Ese miércoles, luego de firmar los papeles de autorización para la operación, por fin pude dormir bien. El jueves en la tarde me llevaron al quirófano. Me operó el doctor Morales. Me pusieron anestesia regional en algún nervio, en el brazo, los anestesiólogos saben encontrar. Quizás fue efecto de la anestesia, pero me recuerdo cantando la canción que pusieron para operar, una que escuchan mis hijos menores, Believer. Vi a mi alrededor a la doctora rubia, al doctor Morales, a tres residentes, al anestesiólogo y a las enfermeras. Me taparon la cara con una sábana y solo eran sombras moviéndose alrededor mío. No estaba inconsciente del todo. Sentía que mi brazo continuaba en la posición en la que llevaba la férula. Era como si, después de la anestesia, tuviera tres brazos. Doctor, siento mi brazo aquí, decía yo. Y me contestaban indiferentes: Sí, sí, qué raro. También recuerdo otras cosas que decían en la operación: Clavos número 14. Falta uno. ¿No tienes un 13? Pero ese es de niños. No hay problema, aquí tengo un 16. Después vi cómo suturaban mi brazo. Era como si no me perteneciera. Sentí que desinfectaban las heridas. Como tener un tercer brazo incapaz de sentir nada. La cirugía empezó a las 14.00 y recién acabó a las 18.30.

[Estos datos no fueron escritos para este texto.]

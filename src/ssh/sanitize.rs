//! Command sanitization and shell quoting utilities

use crate::error::{KeySetupError, Result};

/// Sanitize a command before execution
///
/// Trims surrounding whitespace and rejects empty commands.
///
/// # Examples
/// ```
/// use ssh_key_setup::ssh::sanitize::sanitize_command;
///
/// let cmd = sanitize_command("  mkdir -p ~/.ssh  ").unwrap();
/// assert_eq!(cmd, "mkdir -p ~/.ssh");
///
/// assert!(sanitize_command("   ").is_err());
/// ```
pub fn sanitize_command(command: &str) -> Result<String> {
    let trimmed = command.trim();

    if trimmed.is_empty() {
        return Err(KeySetupError::config("Command cannot be empty"));
    }

    Ok(trimmed.to_string())
}

/// Escape a string for use inside a single-quoted shell word
///
/// Each `'` becomes `'"'"'`: close the quote, emit a literal quote inside
/// double quotes, reopen the quote.
///
/// # Example
/// ```
/// use ssh_key_setup::ssh::sanitize::escape_for_shell;
///
/// assert_eq!(escape_for_shell("it's"), "it'\"'\"'s");
/// ```
pub fn escape_for_shell(s: &str) -> String {
    s.replace('\'', "'\"'\"'")
}

/// Wrap `s` in single quotes so the shell passes it through verbatim
///
/// # Example
/// ```
/// use ssh_key_setup::ssh::sanitize::quote_for_shell;
///
/// assert_eq!(quote_for_shell("a $HOME b"), "'a $HOME b'");
/// ```
pub fn quote_for_shell(s: &str) -> String {
    format!("'{}'", escape_for_shell(s))
}
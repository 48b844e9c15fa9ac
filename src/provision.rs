//! Fixed remote step lists

use crate::authorized_key::AuthorizedKey;
use crate::runner::CommandStep;

/// Steps run when no public key was given: report the remote working directory
pub fn default_steps() -> Vec<CommandStep> {
    vec![CommandStep::new("pwd", "Current working directory")]
}

/// Steps installing `key` for the logged-in user
pub fn provisioning_steps(key: &AuthorizedKey) -> Vec<CommandStep> {
    vec![
        CommandStep::new("mkdir -p ~/.ssh", "Create ~/.ssh directory"),
        CommandStep::new("chmod 700 ~/.ssh", "Set ~/.ssh permissions to 700"),
        CommandStep::new(
            key.append_command(),
            "Append public key to ~/.ssh/authorized_keys",
        ),
        CommandStep::new(
            "chmod 600 ~/.ssh/authorized_keys",
            "Set ~/.ssh/authorized_keys permissions to 600",
        ),
    ]
}
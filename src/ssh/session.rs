//! Authenticated SSH sessions
//!
//! [`SessionConnector`] and [`RemoteSession`] are the seams the
//! [`Runner`](crate::runner::Runner) drives; [`SshConnector`] and
//! [`SshSession`] implement them on top of russh.

use std::path::Path;
use std::sync::Arc;
use std::time::Duration;

use async_trait::async_trait;
use russh::client::{self, Handle};
use russh::keys::{load_secret_key, Algorithm, PrivateKey, PrivateKeyWithHashAlg};
use tokio::time::timeout;
use tracing::{debug, error, info, warn};

use super::command::{exec_on_handle, CommandOutput};
use super::config::{ConnectionTarget, Credentials};
use super::handler::SshHandler;
use crate::config::CONNECTION_TIMEOUT_SECS;
use crate::error::{KeySetupError, Result};

/// One open, authenticated session
#[async_trait]
pub trait RemoteSession: Send {
    /// Execute a command and wait for it to finish
    async fn exec(&mut self, command: &str) -> Result<CommandOutput>;

    /// Release the session. Errors while closing are swallowed.
    async fn close(&mut self);
}

/// Opens authenticated sessions
#[async_trait]
pub trait SessionConnector: Send + Sync {
    type Session: RemoteSession;

    async fn connect(
        &self,
        target: &ConnectionTarget,
        credentials: &Credentials,
    ) -> Result<Self::Session>;
}

/// russh-backed connector
#[derive(Debug, Clone)]
pub struct SshConnector {
    connection_timeout: Duration,
}

impl SshConnector {
    pub fn new() -> Self {
        Self {
            connection_timeout: Duration::from_secs(CONNECTION_TIMEOUT_SECS),
        }
    }

    /// Set the TCP connect + handshake timeout
    pub fn with_connection_timeout(mut self, connection_timeout: Duration) -> Self {
        self.connection_timeout = connection_timeout;
        self
    }
}

impl Default for SshConnector {
    fn default() -> Self {
        Self::new()
    }
}

#[async_trait]
impl SessionConnector for SshConnector {
    type Session = SshSession;

    async fn connect(
        &self,
        target: &ConnectionTarget,
        credentials: &Credentials,
    ) -> Result<SshSession> {
        info!(
            "Connecting to SSH server {}:{}...",
            target.host(),
            target.port()
        );

        let ssh_config = Arc::new(client::Config::default());
        let addr = format!("{}:{}", target.host(), target.port());

        let connect_result = timeout(
            self.connection_timeout,
            client::connect(ssh_config, addr.as_str(), SshHandler::new()),
        )
        .await;

        let mut handle = match connect_result {
            Ok(Ok(handle)) => handle,
            Ok(Err(e)) => {
                error!("SSH connection failed: {}", e);
                return Err(KeySetupError::connection(e.to_string()));
            }
            Err(_) => {
                error!(
                    "SSH connection timeout after {}s",
                    self.connection_timeout.as_secs()
                );
                return Err(KeySetupError::connection(format!(
                    "Connection timeout after {}s",
                    self.connection_timeout.as_secs()
                )));
            }
        };

        let private_key = credentials
            .private_key
            .as_deref()
            .and_then(load_private_key_or_warn);

        if let Err(e) = authenticate(
            &mut handle,
            target.username(),
            &credentials.password,
            private_key,
        )
        .await
        {
            disconnect(&handle).await;
            return Err(e);
        }

        info!("Successfully connected to {}", target);

        Ok(SshSession {
            handle: Some(handle),
        })
    }
}

/// Load a private key, downgrading any failure to a warning
fn load_private_key_or_warn(path: &Path) -> Option<PrivateKey> {
    match load_secret_key(path, None) {
        Ok(key) => {
            debug!("Loaded private key {}", path.display());
            Some(key)
        }
        Err(e) => {
            warn!(
                "Could not load private key {}: {}. Continuing with password authentication only.",
                path.display(),
                e
            );
            None
        }
    }
}

/// Password first; the key only when the password is rejected
async fn authenticate(
    handle: &mut Handle<SshHandler>,
    username: &str,
    password: &str,
    private_key: Option<PrivateKey>,
) -> Result<()> {
    debug!("Attempting password authentication for user '{}'", username);
    let auth_result = handle
        .authenticate_password(username, password)
        .await
        .map_err(|e| KeySetupError::auth(e.to_string()))?;

    if auth_result.success() {
        info!("Password authentication successful");
        return Ok(());
    }

    let Some(key) = private_key else {
        return Err(KeySetupError::auth("Password authentication rejected"));
    };

    debug!("Password rejected, attempting key authentication");

    let hash_alg = if matches!(key.algorithm(), Algorithm::Rsa { .. }) {
        handle
            .best_supported_rsa_hash()
            .await
            .map_err(|e| KeySetupError::auth(e.to_string()))?
            .flatten()
    } else {
        None
    };

    let auth_result = handle
        .authenticate_publickey(username, PrivateKeyWithHashAlg::new(Arc::new(key), hash_alg))
        .await
        .map_err(|e| KeySetupError::auth(e.to_string()))?;

    if auth_result.success() {
        info!("Key authentication successful");
        Ok(())
    } else {
        Err(KeySetupError::auth(
            "Password and key authentication rejected",
        ))
    }
}

async fn disconnect(handle: &Handle<SshHandler>) {
    let _ = handle
        .disconnect(russh::Disconnect::ByApplication, "", "")
        .await;
}

/// russh-backed session
pub struct SshSession {
    handle: Option<Handle<SshHandler>>,
}

impl SshSession {
    pub fn is_open(&self) -> bool {
        self.handle.is_some()
    }
}

#[async_trait]
impl RemoteSession for SshSession {
    async fn exec(&mut self, command: &str) -> Result<CommandOutput> {
        let handle = self
            .handle
            .as_ref()
            .ok_or_else(|| KeySetupError::connection("SSH session already closed"))?;

        debug!("Executing remote command: {}", command);
        exec_on_handle(handle, command).await
    }

    async fn close(&mut self) {
        if let Some(handle) = self.handle.take() {
            disconnect(&handle).await;
            info!("SSH connection closed");
        }
    }
}

impl std::fmt::Debug for SshSession {
    fn fmt(&self, f: &mut std::fmt::Formatter<'_>) -> std::fmt::Result {
        f.debug_struct("SshSession")
            .field("open", &self.is_open())
            .finish()
    }
}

A las 19.00 estaba otra vez en piso. Supe que tenía dos incisiones de 15 centímetros cada una, con 13 puntos por lado. Cuando fue pasando el efecto de la anestesia, me dolió mucho más que cuando me fracturé. Toda aquella noche me la pasé quejándome. Las enfermeras me adelantaron los analgésicos. No podía hacer otra cosa que llorar. No quería gritar.
Al día siguiente vino un residente y me preguntó si me dolía mucho. Yo respondí que sí. ¿Le ha hecho gritar el dolor?, preguntó. Y yo: No, pero no pude dejar de llorar. Entonces no le duele mucho, me dijo, si fuera incontrolable estaría gritando. En una escala del 1 al 10, ¿cuánto le duele?, preguntó luego. 8, dije, por decir cualquier cosa, aunque con gusto le hubiera dicho 20. Luego vino otro doctor y ordenó que me pusieran tramadol. Eso me tranquilizó. Descanse, trate de dormir, me recomendó. El viernes ya pude dormir mejor y el sábado ya tenía mi alta.
Había una pesadilla que no me dejaba en paz desde aquel domingo en el que había ingresado al hospital. En los breves instantes que podía atrapar un poco de sueño, mi caída se repetía y, con esa imagen, el miedo y el dolor. Despertaba aferrándome desesperada a los barrotes de la cama o de las sábanas. No se preocupe, me dijo alguien, siempre es así. Pero la pesadilla volvía y ese maldito resbalón no se terminaba nunca. Solo cuando volví a casa, aquel sábado por la tarde, luego de una semana en el hospital, esa pesadilla dejó de atormentarme.